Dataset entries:
....................
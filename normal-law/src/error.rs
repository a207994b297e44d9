use thiserror::Error;

#[derive(Debug, Error)]
pub enum LawError {
    /// The host supplied a tick duration that cannot be divided by.
    #[error("tick timestep must be positive, got {dt}")]
    InvalidTimestep { dt: f64 },

    #[error("invalid gains for the {law} controller: {reason}")]
    InvalidGains { law: &'static str, reason: String },

    #[error("failed to parse law configuration: {0}")]
    Config(#[from] serde_json::Error),
}

pub type Result<T> = std::result::Result<T, LawError>;
//! `log` backend that writes to X-Plane's Log.txt via `XPLMDebugString`.

use std::sync::Arc;

use log::{LevelFilter, Log, Metadata, Record, SetLoggerError};

use crate::xplm_shim::XplmApi;

pub struct XplmLogger {
    xplm: Arc<dyn XplmApi>,
    level: LevelFilter,
}

impl XplmLogger {
    pub fn new(xplm: Arc<dyn XplmApi>, level: LevelFilter) -> Self {
        Self { xplm, level }
    }

    /// Install as the process-wide logger. Fails if one is already set,
    /// e.g. when the plugin is reloaded without restarting the sim.
    pub fn install(self) -> Result<(), SetLoggerError> {
        let level = self.level;
        log::set_boxed_logger(Box::new(self))?;
        log::set_max_level(level);
        Ok(())
    }
}

impl Log for XplmLogger {
    fn enabled(&self, metadata: &Metadata) -> bool {
        metadata.level() <= self.level
    }

    fn log(&self, record: &Record) {
        if self.enabled(record.metadata()) {
            self.xplm.log(&format!("FBW [{}] {}\n", record.level(), record.args()));
        }
    }

    fn flush(&self) {}
}
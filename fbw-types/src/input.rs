use serde::{Deserialize, Serialize};

use crate::curves::{linear_decay_coefficient, sign};

/// Total width of the stick null zone as a fraction of one axis half-range.
/// Half of it sits on each side of centre.
pub const NULL_ZONE: f64 = 0.10;

/// Raw stick and rudder positions captured for one tick.
///
/// Axes are in `[-1, 1]`: yoke Y +1 is full aft (nose up), yoke X +1 is full
/// right, rudder +1 is full right.
#[derive(Debug, Clone, Copy, Default, PartialEq, Serialize, Deserialize)]
pub struct PilotInput {
    pub yoke_y: f64,
    pub yoke_x: f64,
    pub rudder: f64,
}

impl PilotInput {
    pub fn new(yoke_y: f64, yoke_x: f64, rudder: f64) -> Self {
        Self { yoke_y, yoke_x, rudder }
    }

    pub fn raw_yoke_y(&self) -> f64 {
        self.yoke_y
    }

    pub fn raw_yoke_x(&self) -> f64 {
        self.yoke_x
    }

    pub fn raw_rudder(&self) -> f64 {
        self.rudder
    }

    /// Pitch axis with the null zone applied.
    pub fn filtered_yoke_y(&self) -> f64 {
        position_with_null_zone(self.yoke_y, NULL_ZONE)
    }

    /// Roll axis with the null zone applied.
    pub fn filtered_yoke_x(&self) -> f64 {
        position_with_null_zone(self.yoke_x, NULL_ZONE)
    }
}

/// Zero within `±null_zone/2` of centre, then a linear ramp to ±1 at full
/// deflection.
fn position_with_null_zone(position: f64, null_zone: f64) -> f64 {
    let s = sign(position);
    s * linear_decay_coefficient(position, s, s * null_zone / 2.0)
}
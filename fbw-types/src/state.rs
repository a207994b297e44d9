use serde::{Deserialize, Serialize};

/// Read-only snapshot of aircraft kinematic state for one tick.
///
/// All angles are in degrees, rates in degrees/second. Missing or NaN sensor
/// values are substituted by the provider before the snapshot is built.
#[derive(Debug, Clone, PartialEq, Serialize, Deserialize)]
pub struct FlightState {
    // ── Air data ──────────────────────────────────────────────────────────────
    pub alpha_deg: f64,
    pub gforce: f64,
    pub ias_kts: f64,
    pub mach: f64,

    // ── Attitude ──────────────────────────────────────────────────────────────
    /// + is nose up.
    pub pitch_deg: f64,
    pub pitch_rate_deg_s: f64,
    /// + is right wing down.
    pub roll_deg: f64,

    // ── Flight path ───────────────────────────────────────────────────────────
    pub radio_height_ft: f64,
    pub vfpa_deg: f64,
    pub vfpa_rate_deg_s: f64,

    // ── Configuration ─────────────────────────────────────────────────────────
    /// Flap handle detent, 0 = clean, 4 = FULL.
    pub flaps: i32,
    pub on_ground: bool,
    pub autopilot: bool,

    // ── Speed limits ──────────────────────────────────────────────────────────
    pub vmo_kts: f64,
    pub mmo: f64,
}

impl Default for FlightState {
    fn default() -> Self {
        Self {
            alpha_deg: 0.0,
            gforce: 0.0,
            ias_kts: 0.0,
            mach: 0.0,
            pitch_deg: 0.0,
            pitch_rate_deg_s: 0.0,
            roll_deg: 0.0,
            radio_height_ft: 0.0,
            vfpa_deg: 0.0,
            vfpa_rate_deg_s: 0.0,
            flaps: 0,
            on_ground: true,
            autopilot: false,
            vmo_kts: f64::MAX,
            mmo: f64::MAX,
        }
    }
}

impl FlightState {
    /// Stall-warning AoA for the current flap detent (FCOM high-AoA protection table).
    pub fn alpha_floor(&self) -> f64 {
        match self.flaps {
            1 | 2 => 15.0,
            3 => 14.0,
            4 => 13.0,
            _ => 9.5,
        }
    }

    /// Protection-onset AoA.
    pub fn alpha_prot(&self) -> f64 {
        19.0 / 21.0 * self.alpha_floor()
    }

    /// Maximum achievable AoA.
    pub fn alpha_max(&self) -> f64 {
        7.0 / 6.0 * self.alpha_floor()
    }
}

/// Vertical flight-path angle from world velocity components.
///
/// Units cancel, so any consistent speed unit works. A stationary aircraft
/// reports a neutral 0°, a purely vertical one ±90°.
pub fn vfpa_from_velocity(horizontal_speed: f64, vertical_speed: f64) -> f64 {
    if horizontal_speed == 0.0 {
        if vertical_speed < 0.0 {
            return -90.0;
        }
        if vertical_speed > 0.0 {
            return 90.0;
        }
        return 0.0;
    }
    (vertical_speed / horizontal_speed).atan().to_degrees()
}
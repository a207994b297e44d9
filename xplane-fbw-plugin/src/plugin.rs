//! FbwPlugin: telemetry in, normal law, surface ratios out.
//!
//! This module is free of any XPLM types so it can be fully unit-tested via
//! the `MockXplm` shim.

use std::path::Path;
use std::sync::Arc;

use fbw_types::state::vfpa_from_velocity;
use fbw_types::{ControlCommand, FlightState, PilotInput};
use log::{debug, info, warn};
use normal_law::{LawConfig, NormalLaw};

use crate::xplm_shim::{DataRefHandle, XplmApi};

// ── Constants ─────────────────────────────────────────────────────────────────

/// Flight loop return value: call again next frame.
pub const EVERY_FRAME: f32 = -1.0;
/// Gains file, relative to the X-Plane root.
pub const CONFIG_PATH: &str = "Resources/plugins/normal-law/normal_law.json";

/// Slots of `joy_mapped_axis_value` holding the primary flight axes.
const JOY_AXIS_PITCH: usize = 1;
const JOY_AXIS_ROLL: usize = 2;
const JOY_AXIS_YAW: usize = 3;

// ── X-Plane dataref paths ─────────────────────────────────────────────────────

mod paths {
    // Air data
    pub const ALPHA_DEG: &str = "sim/flightmodel/position/alpha";
    pub const G_NORMAL:  &str = "sim/flightmodel/forces/g_nrml";
    pub const IAS_KTS:   &str = "sim/flightmodel/position/indicated_airspeed";
    pub const MACH:      &str = "sim/flightmodel/misc/machno";
    // Attitude
    pub const PITCH_DEG: &str = "sim/flightmodel/position/theta";
    pub const ROLL_DEG:  &str = "sim/flightmodel/position/phi";
    // Flight path
    pub const RADIO_HEIGHT_FT: &str = "sim/cockpit2/gauges/indicators/radio_altimeter_height_ft_pilot";
    pub const LOCAL_VX:        &str = "sim/flightmodel/position/local_vx";
    pub const LOCAL_VY:        &str = "sim/flightmodel/position/local_vy";
    pub const LOCAL_VZ:        &str = "sim/flightmodel/position/local_vz";
    // Configuration
    pub const FLAP_HANDLE_RATIO: &str = "sim/cockpit2/controls/flap_handle_deploy_ratio";
    pub const ON_GROUND:         &str = "sim/flightmodel/failures/onground_any";
    pub const AP_SERVOS_ON:      &str = "sim/cockpit2/autopilot/servos_on";
    // Speed limits
    pub const VMO_KTS: &str = "sim/aircraft/view/acf_Vne";
    pub const MMO:     &str = "sim/aircraft/view/acf_Mmo";
    // Pilot input
    pub const JOY_AXES: &str = "sim/joystick/joy_mapped_axis_value";
    // Surfaces
    pub const OVERRIDE_JOYSTICK: &str = "sim/operation/override/override_joystick";
    pub const YOKE_PITCH_RATIO:  &str = "sim/cockpit2/controls/yoke_pitch_ratio";
    pub const YOKE_ROLL_RATIO:   &str = "sim/cockpit2/controls/yoke_roll_ratio";
    pub const YOKE_YAW_RATIO:    &str = "sim/cockpit2/controls/yoke_heading_ratio";
}

// ── DataRefHandles ────────────────────────────────────────────────────────────

/// Cached dataref handles looked up once at plugin enable time.
#[derive(Default)]
pub struct DataRefHandles {
    pub alpha_deg:         Option<DataRefHandle>,
    pub g_normal:          Option<DataRefHandle>,
    pub ias_kts:           Option<DataRefHandle>,
    pub mach:              Option<DataRefHandle>,
    pub pitch_deg:         Option<DataRefHandle>,
    pub roll_deg:          Option<DataRefHandle>,
    pub radio_height_ft:   Option<DataRefHandle>,
    pub local_vx:          Option<DataRefHandle>,
    pub local_vy:          Option<DataRefHandle>,
    pub local_vz:          Option<DataRefHandle>,
    pub flap_handle_ratio: Option<DataRefHandle>,
    pub on_ground:         Option<DataRefHandle>,
    pub ap_servos_on:      Option<DataRefHandle>,
    pub vmo_kts:           Option<DataRefHandle>,
    pub mmo:               Option<DataRefHandle>,
    pub joy_axes:          Option<DataRefHandle>,
    pub override_joystick: Option<DataRefHandle>,
    pub yoke_pitch_ratio:  Option<DataRefHandle>,
    pub yoke_roll_ratio:   Option<DataRefHandle>,
    pub yoke_yaw_ratio:    Option<DataRefHandle>,
}

// ── Configuration ─────────────────────────────────────────────────────────────

/// Load controller gains, falling back to the tuned defaults when the file is
/// absent or does not validate.
pub fn load_config(path: &Path) -> LawConfig {
    let text = match std::fs::read_to_string(path) {
        Ok(text) => text,
        Err(e) => {
            info!("no gains file at {} ({e}); using defaults", path.display());
            return LawConfig::default();
        }
    };
    match LawConfig::from_json_str(&text) {
        Ok(config) => {
            info!("loaded gains from {}", path.display());
            config
        }
        Err(e) => {
            warn!("ignoring {}: {e}; using defaults", path.display());
            LawConfig::default()
        }
    }
}

/// Map a joystick axis ratio in `[0, 1]` onto a centred `[-1, 1]` deflection.
fn centred_axis(ratio: f32) -> f64 {
    (f64::from(ratio) * 2.0 - 1.0).clamp(-1.0, 1.0)
}

// ── FbwPlugin ─────────────────────────────────────────────────────────────────

pub struct FbwPlugin {
    xplm:       Arc<dyn XplmApi>,
    handles:    DataRefHandles,
    config:     LawConfig,
    law:        NormalLaw,
    /// Seconds of flight-loop time since enable.
    t:          f64,
    last_pitch: f64,
    last_vfpa:  f64,
}

impl FbwPlugin {
    pub fn new(xplm: Arc<dyn XplmApi>, config: &LawConfig) -> Self {
        FbwPlugin {
            xplm,
            handles: DataRefHandles::default(),
            config: config.clone(),
            law: NormalLaw::new(config),
            t: 0.0,
            last_pitch: 0.0,
            last_vfpa: 0.0,
        }
    }

    pub fn law(&self) -> &NormalLaw {
        &self.law
    }

    // ── Handle caching ────────────────────────────────────────────────────────

    /// (Re-)fetch all dataref handles. Call once at enable.
    pub fn find_handles(&mut self) {
        macro_rules! find {
            ($field:ident, $path:expr) => {
                self.handles.$field = self.xplm.find_dataref($path);
                if self.handles.$field.is_none() {
                    warn!("dataref not found: {}", $path);
                }
            };
        }

        find!(alpha_deg,         paths::ALPHA_DEG);
        find!(g_normal,          paths::G_NORMAL);
        find!(ias_kts,           paths::IAS_KTS);
        find!(mach,              paths::MACH);
        find!(pitch_deg,         paths::PITCH_DEG);
        find!(roll_deg,          paths::ROLL_DEG);
        find!(radio_height_ft,   paths::RADIO_HEIGHT_FT);
        find!(local_vx,          paths::LOCAL_VX);
        find!(local_vy,          paths::LOCAL_VY);
        find!(local_vz,          paths::LOCAL_VZ);
        find!(flap_handle_ratio, paths::FLAP_HANDLE_RATIO);
        find!(on_ground,         paths::ON_GROUND);
        find!(ap_servos_on,      paths::AP_SERVOS_ON);
        find!(vmo_kts,           paths::VMO_KTS);
        find!(mmo,               paths::MMO);
        find!(joy_axes,          paths::JOY_AXES);
        find!(override_joystick, paths::OVERRIDE_JOYSTICK);
        find!(yoke_pitch_ratio,  paths::YOKE_PITCH_RATIO);
        find!(yoke_roll_ratio,   paths::YOKE_ROLL_RATIO);
        find!(yoke_yaw_ratio,    paths::YOKE_YAW_RATIO);
    }

    // ── Surface ownership ─────────────────────────────────────────────────────

    /// Take the yoke ratios away from X-Plane's own joystick handling.
    ///
    /// Nothing carries over from a previous engagement: the law restarts from
    /// its initial state and the rate history is seeded from the current
    /// attitude, so the first tick sees zero pitch and VFPA rate.
    pub fn engage(&mut self) {
        self.law = NormalLaw::new(&self.config);
        self.t = 0.0;
        self.read_flight_state(0.0);
        self.set_override(true);
    }

    pub fn release(&mut self) {
        self.set_override(false);
    }

    fn set_override(&self, engaged: bool) {
        if let Some(h) = self.handles.override_joystick {
            self.xplm.set_int(h, i32::from(engaged));
            debug!("joystick override {}", if engaged { "engaged" } else { "released" });
        }
    }

    // ── Snapshot assembly ─────────────────────────────────────────────────────

    /// Read every dataref, substituting `fallback` for missing handles and NaN.
    ///
    /// Pitch rate and VFPA rate are differentiated against the previous read,
    /// so this advances that history.
    pub fn read_flight_state(&mut self, dt: f64) -> FlightState {
        let xplm = &self.xplm;
        let gf = |h: Option<DataRefHandle>, fallback: f64| {
            h.map(|h| f64::from(xplm.get_float(h)))
                .filter(|v| !v.is_nan())
                .unwrap_or(fallback)
        };
        let gi = |h: Option<DataRefHandle>, fallback: i32| h.map_or(fallback, |h| xplm.get_int(h));

        let vx = gf(self.handles.local_vx, 0.0);
        let vz = gf(self.handles.local_vz, 0.0);
        let vy = gf(self.handles.local_vy, 0.0);
        let vfpa_deg = vfpa_from_velocity(vx.hypot(vz), vy);
        let pitch_deg = gf(self.handles.pitch_deg, 0.0);

        let (pitch_rate_deg_s, vfpa_rate_deg_s) = if dt > 0.0 {
            ((pitch_deg - self.last_pitch) / dt, (vfpa_deg - self.last_vfpa) / dt)
        } else {
            (0.0, 0.0)
        };
        self.last_pitch = pitch_deg;
        self.last_vfpa = vfpa_deg;

        FlightState {
            alpha_deg:        gf(self.handles.alpha_deg, 0.0),
            gforce:           gf(self.handles.g_normal, 0.0),
            ias_kts:          gf(self.handles.ias_kts, 0.0),
            mach:             gf(self.handles.mach, 0.0),
            pitch_deg,
            pitch_rate_deg_s,
            roll_deg:         gf(self.handles.roll_deg, 0.0),
            radio_height_ft:  gf(self.handles.radio_height_ft, 0.0),
            vfpa_deg,
            vfpa_rate_deg_s,
            flaps:            (gf(self.handles.flap_handle_ratio, 0.0) * 4.0).round() as i32,
            on_ground:        gi(self.handles.on_ground, 1) != 0,
            autopilot:        gi(self.handles.ap_servos_on, 0) != 0,
            vmo_kts:          gf(self.handles.vmo_kts, f64::MAX),
            mmo:              gf(self.handles.mmo, f64::MAX),
        }
    }

    /// Raw pilot axes; unmapped axes read as centred.
    pub fn read_pilot_input(&self) -> PilotInput {
        let mut axes = [0.5f32; JOY_AXIS_YAW + 1];
        if let Some(h) = self.handles.joy_axes {
            self.xplm.get_float_array(h, 0, &mut axes);
        }
        let axis = |i: usize| if axes[i].is_nan() { 0.0 } else { centred_axis(axes[i]) };
        PilotInput::new(axis(JOY_AXIS_PITCH), axis(JOY_AXIS_ROLL), axis(JOY_AXIS_YAW))
    }

    fn write_surfaces(&self, command: ControlCommand, rudder: f64) {
        let sf = |h: Option<DataRefHandle>, v: f64| {
            if let Some(h) = h {
                self.xplm.set_float(h, v as f32);
            }
        };
        sf(self.handles.yoke_pitch_ratio, command.elevator);
        sf(self.handles.yoke_roll_ratio, command.aileron);
        sf(self.handles.yoke_yaw_ratio, rudder);
    }

    // ── Flight loop tick ──────────────────────────────────────────────────────

    /// Called from the X-Plane flight loop callback with the frame time.
    ///
    /// Returns the interval until the next call (negative = frames).
    pub fn flight_loop_tick(&mut self, dt: f32) -> f32 {
        let dt = f64::from(dt);
        let state = self.read_flight_state(dt);
        let input = self.read_pilot_input();
        self.t += dt.max(0.0);

        // A rejected tick has already been logged by the law; keep flying the
        // previous command.
        let command = self
            .law
            .tick(&state, &input, self.t, dt)
            .unwrap_or_else(|_| self.law.command());
        self.write_surfaces(command, input.raw_rudder());

        EVERY_FRAME
    }
}

// ── Tests ─────────────────────────────────────────────────────────────────────
//! Piecewise-linear curve primitives.
//!
//! Every ramp in the protection envelope is built from these, so their exact
//! numeric behaviour is what the control-law gains are tuned against.

/// Clamp `value` into `[min, max]`.
pub fn clamp(value: f64, min: f64, max: f64) -> f64 {
    if value < min {
        min
    } else if value > max {
        max
    } else {
        value
    }
}

/// `1.0` for strictly positive values, `-1.0` otherwise (zero included).
pub fn sign(value: f64) -> f64 {
    if value > 0.0 { 1.0 } else { -1.0 }
}

/// Scale a coefficient in `0.0..=1.0` onto `min..=max`.
pub fn linear_range(coefficient: f64, min: f64, max: f64) -> f64 {
    (max - min) * coefficient + min
}

/// Effectiveness coefficient that is maximal (1.0) on the `start` side,
/// falls linearly between `start` and `end`, and is 0.0 beyond `end`.
///
/// ```text
/// start < end:  <-- 1.0 --> start <-- ramp --> end <-- 0.0 -->
/// start >= end: <-- 0.0 --> end <-- ramp --> start <-- 1.0 -->
/// ```
pub fn linear_decay_coefficient(position: f64, start: f64, end: f64) -> f64 {
    if (start < end && position <= start) || (start >= end && position >= start) {
        1.0
    } else if (start < end && position >= end) || (start >= end && position <= end) {
        0.0
    } else {
        1.0 - ((position - start) / (end - start))
    }
}
//! Configuration parameters for the fingerprinting pipeline
//!
//! All tunables driving the spectrogram, peak extraction, and landmark
//! pairing stages, plus the two presets the service ships with.

use serde::{Deserialize, Serialize};

use crate::error::EngineError;

/// Sample rate the transcoder is asked to emit for every chunk, in Hz.
pub const TRANSCODE_SAMPLE_RATE: u32 = 44_100;

/// Pipeline configuration.
///
/// All values must be provided; use [`EngineConfig::music`] or
/// [`EngineConfig::audiobook`] for the tuned defaults.
#[derive(Debug, Clone, Serialize, Deserialize)]
pub struct EngineConfig {
    /// Decimation factor applied after the low-pass filter.
    pub dsp_ratio: usize,
    /// FFT window size in samples (power of two, >= 64).
    pub window_size: usize,
    /// Samples between successive FFT frames (1..=window_size).
    pub hop_size: usize,
    /// Low-pass cutoff applied before decimation, in Hz.
    pub max_freq_hz: f64,
    /// Number of following peaks paired with each anchor.
    pub target_zone_size: usize,
    /// `[lo, hi)` spectrogram bin ranges scanned for per-frame maxima.
    pub freq_bands: Vec<(usize, usize)>,
    /// Seconds of audio per processing chunk; 0 processes the whole file.
    pub chunk_duration_sec: f64,
}

impl EngineConfig {
    /// Parameters tuned for long-form spoken word. Produces far fewer
    /// fingerprints per second than the music preset, which keeps storage
    /// and memory practical for multi-hour files: speech needs fewer,
    /// wider bands and coarser time resolution.
    pub fn audiobook() -> Self {
        Self {
            dsp_ratio: 8,
            window_size: 2048,
            hop_size: 2048,
            max_freq_hz: 3000.0,
            target_zone_size: 3,
            freq_bands: vec![(0, 100), (100, 350), (350, 1024)],
            chunk_duration_sec: 120.0,
        }
    }

    /// Shazam-style parameters for short music clips, with high
    /// time-frequency resolution and more target pairs per anchor.
    pub fn music() -> Self {
        Self {
            dsp_ratio: 4,
            window_size: 1024,
            hop_size: 512,
            max_freq_hz: 5000.0,
            target_zone_size: 5,
            freq_bands: vec![(0, 10), (10, 20), (20, 40), (40, 80), (80, 160), (160, 512)],
            chunk_duration_sec: 300.0,
        }
    }

    /// Look up a preset by name.
    pub fn preset(name: &str) -> Option<Self> {
        match name {
            "music" => Some(Self::music()),
            "audiobook" => Some(Self::audiobook()),
            _ => None,
        }
    }

    /// Validate all parameters against their documented constraints.
    pub fn validate(&self) -> Result<(), EngineError> {
        if self.dsp_ratio < 1 {
            return Err(EngineError::Config("dsp_ratio must be >= 1".into()));
        }
        if self.window_size < 64 || !self.window_size.is_power_of_two() {
            return Err(EngineError::Config(
                "window_size must be a power of two >= 64".into(),
            ));
        }
        if self.hop_size == 0 || self.hop_size > self.window_size {
            return Err(EngineError::Config(
                "hop_size must be in 1..=window_size".into(),
            ));
        }
        let nyquist = TRANSCODE_SAMPLE_RATE as f64 / 2.0;
        if self.max_freq_hz <= 0.0 || self.max_freq_hz >= nyquist {
            return Err(EngineError::Config(format!(
                "max_freq_hz must be in (0, {})",
                nyquist
            )));
        }
        if self.target_zone_size < 1 {
            return Err(EngineError::Config("target_zone_size must be >= 1".into()));
        }
        for &(lo, hi) in &self.freq_bands {
            if lo >= hi || hi > self.window_size / 2 {
                return Err(EngineError::Config(format!(
                    "invalid frequency band [{}, {}): bounds must satisfy lo < hi <= window_size/2",
                    lo, hi
                )));
            }
        }
        if self.chunk_duration_sec < 0.0 {
            return Err(EngineError::Config("chunk_duration_sec must be >= 0".into()));
        }
        Ok(())
    }

    /// Sample rate after decimation, in Hz.
    pub fn effective_sample_rate(&self, sample_rate: u32) -> f64 {
        sample_rate as f64 / self.dsp_ratio as f64
    }

    /// Width of one spectrogram bin, in Hz.
    pub fn freq_resolution(&self, sample_rate: u32) -> f64 {
        self.effective_sample_rate(sample_rate) / self.window_size as f64
    }
}

impl Default for EngineConfig {
    fn default() -> Self {
        Self::music()
    }
}
//! Chunked fingerprinting driver
//!
//! Streams arbitrarily long audio through the DSP pipeline in
//! bounded-duration chunks, keeping peak memory proportional to the chunk
//! length rather than the file length. Consecutive chunks overlap so that
//! anchor/target pairs straddling a boundary are still emitted; the
//! mapping semantics absorb the duplicate addresses.

use std::collections::HashMap;
use std::path::{Path, PathBuf};
use std::sync::atomic::{AtomicBool, AtomicU64, Ordering};
use std::sync::Arc;
use std::time::Instant;

use crate::config::EngineConfig;
use crate::error::EngineError;
use crate::fingerprint::{fingerprint_peaks, FingerprintEntry};
use crate::peaks::extract_peaks;
use crate::spectrogram::compute_spectrogram;
use crate::transcoder::Transcoder;
use crate::wav;

/// Seconds shared between consecutive chunks.
const CHUNK_OVERLAP_SEC: f64 = 5.0;

static CHUNK_SEQ: AtomicU64 = AtomicU64::new(0);

/// Cooperative cancellation flag, checked at chunk boundaries. Partial
/// results are discarded on cancel.
#[derive(Debug, Clone, Default)]
pub struct CancelToken(Arc<AtomicBool>);

impl CancelToken {
    pub fn new() -> Self {
        Self::default()
    }

    pub fn cancel(&self) {
        self.0.store(true, Ordering::SeqCst);
    }

    pub fn is_cancelled(&self) -> bool {
        self.0.load(Ordering::SeqCst)
    }
}

/// Chunk schedule for a file of `total_duration` seconds: `(start, dur)`
/// pairs. A non-positive chunk duration processes the whole file at once.
pub(crate) fn chunk_plan(total_duration: f64, chunk_duration: f64) -> Vec<(f64, f64)> {
    let chunk = if chunk_duration <= 0.0 {
        total_duration
    } else {
        chunk_duration
    };

    let mut step = chunk - CHUNK_OVERLAP_SEC;
    if step <= 0.0 {
        step = chunk;
    }

    let mut plan = Vec::new();
    let mut start = 0.0;
    while start < total_duration {
        let dur = chunk.min(total_duration - start);
        if dur <= 0.0 {
            break;
        }
        plan.push((start, dur));
        start += step;
    }
    plan
}

/// Fingerprint an audio file through the transcoder, one chunk at a time.
///
/// Returns the accumulated `address -> entry` mapping with anchor times
/// absolute in the source. Any per-chunk failure aborts the whole
/// operation; no partial result is returned.
pub fn fingerprint_file(
    input: &Path,
    work_id: u32,
    config: &EngineConfig,
    transcoder: &Transcoder,
    cancel: Option<&CancelToken>,
) -> Result<HashMap<u32, FingerprintEntry>, EngineError> {
    config.validate()?;

    let duration = transcoder.probe_duration(input)?;
    if duration <= 0.0 {
        return Err(EngineError::Input(format!(
            "{} contains no audio",
            input.display()
        )));
    }

    let plan = chunk_plan(duration, config.chunk_duration_sec);
    log::info!(
        "fingerprinting {}: {:.0}s of audio in {} chunk(s)",
        input.display(),
        duration,
        plan.len()
    );

    let mut fingerprints = HashMap::new();
    for (chunk_idx, &(start, dur)) in plan.iter().enumerate() {
        if let Some(token) = cancel {
            if token.is_cancelled() {
                return Err(EngineError::Cancelled);
            }
        }

        let chunk_started = Instant::now();
        let wav_path = chunk_temp_path(start);

        if let Err(err) = transcoder.extract_chunk(input, start, dur, &wav_path) {
            let _ = std::fs::remove_file(&wav_path);
            return Err(err);
        }

        let parsed = wav::read_wav(&wav_path);
        let _ = std::fs::remove_file(&wav_path);
        let chunk = parsed?;

        let chunk_fp = fingerprint_samples(
            &chunk.samples,
            chunk.sample_rate,
            chunk.duration_sec,
            start,
            work_id,
            config,
        )?;

        log::debug!(
            "chunk {} [{:.0}s - {:.0}s]: {} fingerprints in {:?}",
            chunk_idx,
            start,
            start + dur,
            chunk_fp.len(),
            chunk_started.elapsed()
        );

        fingerprints.extend(chunk_fp);
    }

    log::info!(
        "fingerprinted {}: {} fingerprints from {} chunk(s)",
        input.display(),
        fingerprints.len(),
        plan.len()
    );
    Ok(fingerprints)
}

/// Fingerprint an in-memory chunk of mono PCM. `start_offset_sec` shifts
/// peak times so they reflect position in the full source.
pub fn fingerprint_samples(
    samples: &[f64],
    sample_rate: u32,
    duration_sec: f64,
    start_offset_sec: f64,
    work_id: u32,
    config: &EngineConfig,
) -> Result<HashMap<u32, FingerprintEntry>, EngineError> {
    config.validate()?;

    let spectrogram = compute_spectrogram(samples, sample_rate, config)?;
    let mut peaks = extract_peaks(&spectrogram, duration_sec, sample_rate, config);
    drop(spectrogram);

    for peak in &mut peaks {
        peak.time_sec += start_offset_sec;
    }

    Ok(fingerprint_peaks(&peaks, work_id, config))
}

fn chunk_temp_path(start_sec: f64) -> PathBuf {
    let seq = CHUNK_SEQ.fetch_add(1, Ordering::Relaxed);
    std::env::temp_dir().join(format!(
        "waveprint_chunk_{}_{}_{:.0}.wav",
        std::process::id(),
        seq,
        start_sec
    ))
}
....................
**What to do:**
How many lines in the entries contain the string "format"? Answer with the number only.

**Expected answer:**
5